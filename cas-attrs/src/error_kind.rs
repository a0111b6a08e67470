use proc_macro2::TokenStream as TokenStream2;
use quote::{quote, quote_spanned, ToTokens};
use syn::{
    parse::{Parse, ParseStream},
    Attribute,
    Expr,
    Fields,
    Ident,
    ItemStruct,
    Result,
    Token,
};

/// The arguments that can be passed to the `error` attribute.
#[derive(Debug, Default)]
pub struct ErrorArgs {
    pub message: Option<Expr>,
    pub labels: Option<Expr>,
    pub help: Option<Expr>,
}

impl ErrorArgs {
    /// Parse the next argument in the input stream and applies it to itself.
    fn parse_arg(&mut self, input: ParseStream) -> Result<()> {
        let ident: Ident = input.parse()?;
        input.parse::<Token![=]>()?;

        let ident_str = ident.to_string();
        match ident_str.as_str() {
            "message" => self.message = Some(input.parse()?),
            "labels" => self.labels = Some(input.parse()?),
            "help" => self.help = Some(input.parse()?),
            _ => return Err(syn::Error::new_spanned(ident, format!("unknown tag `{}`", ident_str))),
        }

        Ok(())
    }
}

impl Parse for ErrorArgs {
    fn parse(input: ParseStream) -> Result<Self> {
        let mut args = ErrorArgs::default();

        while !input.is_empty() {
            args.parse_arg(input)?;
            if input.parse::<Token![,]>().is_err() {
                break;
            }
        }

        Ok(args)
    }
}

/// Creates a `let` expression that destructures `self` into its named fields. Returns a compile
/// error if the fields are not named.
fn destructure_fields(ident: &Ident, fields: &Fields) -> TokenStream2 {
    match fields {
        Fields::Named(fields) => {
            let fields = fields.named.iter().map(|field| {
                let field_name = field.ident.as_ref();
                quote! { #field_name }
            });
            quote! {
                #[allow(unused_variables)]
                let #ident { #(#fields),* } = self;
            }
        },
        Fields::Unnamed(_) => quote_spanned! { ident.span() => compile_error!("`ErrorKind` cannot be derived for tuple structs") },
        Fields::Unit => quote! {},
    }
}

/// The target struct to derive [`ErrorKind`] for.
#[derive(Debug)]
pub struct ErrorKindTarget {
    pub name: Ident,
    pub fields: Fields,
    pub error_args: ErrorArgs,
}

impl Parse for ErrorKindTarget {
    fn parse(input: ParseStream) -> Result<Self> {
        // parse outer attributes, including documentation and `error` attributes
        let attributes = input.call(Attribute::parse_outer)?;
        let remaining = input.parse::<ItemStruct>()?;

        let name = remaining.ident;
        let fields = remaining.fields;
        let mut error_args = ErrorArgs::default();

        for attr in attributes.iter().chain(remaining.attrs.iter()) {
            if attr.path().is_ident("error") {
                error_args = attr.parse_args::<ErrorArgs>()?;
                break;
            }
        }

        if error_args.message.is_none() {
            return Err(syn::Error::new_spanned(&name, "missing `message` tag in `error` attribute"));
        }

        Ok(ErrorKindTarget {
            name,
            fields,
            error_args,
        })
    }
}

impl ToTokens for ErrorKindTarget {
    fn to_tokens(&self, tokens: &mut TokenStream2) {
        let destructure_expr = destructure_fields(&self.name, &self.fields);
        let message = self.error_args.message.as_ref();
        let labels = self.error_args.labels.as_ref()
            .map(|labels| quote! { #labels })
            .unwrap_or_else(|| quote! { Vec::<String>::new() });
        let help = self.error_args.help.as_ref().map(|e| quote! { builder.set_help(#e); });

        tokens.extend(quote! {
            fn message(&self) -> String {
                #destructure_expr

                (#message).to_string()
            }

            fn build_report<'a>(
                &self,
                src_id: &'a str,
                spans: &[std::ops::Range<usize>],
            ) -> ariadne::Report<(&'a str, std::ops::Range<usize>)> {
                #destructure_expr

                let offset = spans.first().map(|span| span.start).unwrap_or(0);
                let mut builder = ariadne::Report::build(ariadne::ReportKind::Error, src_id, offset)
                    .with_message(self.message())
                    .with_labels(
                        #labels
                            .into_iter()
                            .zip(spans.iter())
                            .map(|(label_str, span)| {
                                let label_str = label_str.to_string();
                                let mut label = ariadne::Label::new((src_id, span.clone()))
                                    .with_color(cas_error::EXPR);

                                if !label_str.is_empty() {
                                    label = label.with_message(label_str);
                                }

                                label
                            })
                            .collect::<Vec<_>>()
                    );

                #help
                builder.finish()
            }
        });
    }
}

...

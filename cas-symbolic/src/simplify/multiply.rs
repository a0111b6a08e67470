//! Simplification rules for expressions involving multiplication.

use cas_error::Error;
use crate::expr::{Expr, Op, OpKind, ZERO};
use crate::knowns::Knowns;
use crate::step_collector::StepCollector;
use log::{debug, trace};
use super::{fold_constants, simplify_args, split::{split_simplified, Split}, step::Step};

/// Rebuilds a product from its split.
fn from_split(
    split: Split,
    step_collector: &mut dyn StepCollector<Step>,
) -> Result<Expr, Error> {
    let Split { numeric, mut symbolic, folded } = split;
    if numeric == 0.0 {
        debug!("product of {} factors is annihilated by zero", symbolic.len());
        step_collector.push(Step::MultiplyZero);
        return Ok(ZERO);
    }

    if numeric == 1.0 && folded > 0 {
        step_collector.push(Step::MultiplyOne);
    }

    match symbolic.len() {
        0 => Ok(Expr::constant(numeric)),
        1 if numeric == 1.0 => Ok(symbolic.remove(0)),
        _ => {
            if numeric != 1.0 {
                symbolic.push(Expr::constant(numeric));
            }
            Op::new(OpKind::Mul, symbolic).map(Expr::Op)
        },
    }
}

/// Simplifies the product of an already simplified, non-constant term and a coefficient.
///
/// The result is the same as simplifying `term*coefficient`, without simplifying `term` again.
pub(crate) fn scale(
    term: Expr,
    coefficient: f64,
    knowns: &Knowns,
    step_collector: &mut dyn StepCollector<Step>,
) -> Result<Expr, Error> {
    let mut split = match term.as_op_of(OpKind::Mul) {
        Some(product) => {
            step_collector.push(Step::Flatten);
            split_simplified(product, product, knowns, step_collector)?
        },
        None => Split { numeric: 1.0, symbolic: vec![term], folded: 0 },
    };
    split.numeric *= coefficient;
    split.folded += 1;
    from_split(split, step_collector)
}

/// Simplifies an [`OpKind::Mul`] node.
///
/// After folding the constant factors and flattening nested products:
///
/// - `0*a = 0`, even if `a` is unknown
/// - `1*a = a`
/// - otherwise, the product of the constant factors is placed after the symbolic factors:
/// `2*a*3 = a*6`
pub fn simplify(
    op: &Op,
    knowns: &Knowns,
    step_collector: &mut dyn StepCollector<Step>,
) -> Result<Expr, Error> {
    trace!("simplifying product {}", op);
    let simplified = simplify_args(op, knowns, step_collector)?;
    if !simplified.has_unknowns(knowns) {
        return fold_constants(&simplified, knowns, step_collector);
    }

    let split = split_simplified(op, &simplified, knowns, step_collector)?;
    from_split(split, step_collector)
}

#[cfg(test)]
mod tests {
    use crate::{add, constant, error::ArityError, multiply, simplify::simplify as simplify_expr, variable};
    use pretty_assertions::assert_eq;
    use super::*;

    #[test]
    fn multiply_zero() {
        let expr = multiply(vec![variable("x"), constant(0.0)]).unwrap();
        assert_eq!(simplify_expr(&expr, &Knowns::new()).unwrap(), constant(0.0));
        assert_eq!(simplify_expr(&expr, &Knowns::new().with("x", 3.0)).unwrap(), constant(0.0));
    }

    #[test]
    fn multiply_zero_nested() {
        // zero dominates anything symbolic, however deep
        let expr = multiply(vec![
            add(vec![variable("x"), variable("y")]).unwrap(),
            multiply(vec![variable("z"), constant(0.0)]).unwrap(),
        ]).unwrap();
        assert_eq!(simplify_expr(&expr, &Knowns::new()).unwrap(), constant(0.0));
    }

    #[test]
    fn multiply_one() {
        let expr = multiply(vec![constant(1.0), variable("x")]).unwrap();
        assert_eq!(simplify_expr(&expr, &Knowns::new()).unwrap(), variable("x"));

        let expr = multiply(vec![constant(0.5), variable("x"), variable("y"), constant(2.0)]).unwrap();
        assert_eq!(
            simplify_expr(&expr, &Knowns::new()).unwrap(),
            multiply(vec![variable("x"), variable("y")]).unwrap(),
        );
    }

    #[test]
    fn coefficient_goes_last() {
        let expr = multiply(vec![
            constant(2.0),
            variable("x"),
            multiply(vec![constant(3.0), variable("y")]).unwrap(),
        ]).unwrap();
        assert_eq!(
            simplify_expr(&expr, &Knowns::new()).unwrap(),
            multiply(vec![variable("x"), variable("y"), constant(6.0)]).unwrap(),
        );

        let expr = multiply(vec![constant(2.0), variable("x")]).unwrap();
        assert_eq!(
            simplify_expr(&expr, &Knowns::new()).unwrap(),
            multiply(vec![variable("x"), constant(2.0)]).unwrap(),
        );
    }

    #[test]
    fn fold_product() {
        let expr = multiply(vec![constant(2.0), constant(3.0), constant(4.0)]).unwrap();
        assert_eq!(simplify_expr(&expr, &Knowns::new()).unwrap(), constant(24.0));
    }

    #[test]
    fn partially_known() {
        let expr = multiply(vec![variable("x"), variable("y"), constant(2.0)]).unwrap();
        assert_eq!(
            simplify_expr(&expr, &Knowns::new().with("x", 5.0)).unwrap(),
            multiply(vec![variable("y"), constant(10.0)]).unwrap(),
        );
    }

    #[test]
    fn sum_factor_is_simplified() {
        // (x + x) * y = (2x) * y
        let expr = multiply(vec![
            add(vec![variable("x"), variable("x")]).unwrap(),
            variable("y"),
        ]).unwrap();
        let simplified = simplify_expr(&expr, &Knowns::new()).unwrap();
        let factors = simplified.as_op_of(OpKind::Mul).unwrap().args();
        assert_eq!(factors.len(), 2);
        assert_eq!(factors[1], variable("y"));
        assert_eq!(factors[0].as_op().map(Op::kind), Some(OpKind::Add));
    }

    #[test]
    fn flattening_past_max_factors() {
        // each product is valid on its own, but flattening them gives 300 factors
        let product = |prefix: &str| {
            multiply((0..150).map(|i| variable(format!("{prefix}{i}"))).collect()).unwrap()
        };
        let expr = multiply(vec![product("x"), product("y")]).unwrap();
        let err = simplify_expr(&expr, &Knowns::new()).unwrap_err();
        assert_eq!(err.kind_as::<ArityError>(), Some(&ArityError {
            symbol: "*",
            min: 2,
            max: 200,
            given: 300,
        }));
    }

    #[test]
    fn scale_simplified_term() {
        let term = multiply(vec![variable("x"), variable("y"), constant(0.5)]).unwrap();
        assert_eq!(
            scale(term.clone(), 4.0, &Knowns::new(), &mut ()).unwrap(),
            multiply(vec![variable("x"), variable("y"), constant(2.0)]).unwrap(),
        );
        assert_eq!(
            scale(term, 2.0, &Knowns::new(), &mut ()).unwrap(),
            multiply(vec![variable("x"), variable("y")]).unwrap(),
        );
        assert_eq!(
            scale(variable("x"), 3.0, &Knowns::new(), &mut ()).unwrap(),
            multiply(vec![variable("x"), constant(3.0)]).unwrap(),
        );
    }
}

Work required →
Read the data above and pull out each line that holds the string "prefix".

Exercise response →
        let product = |prefix: &str| {
            multiply((0..150).map(|i| variable(format!("{prefix}{i}"))).collect()).unwrap()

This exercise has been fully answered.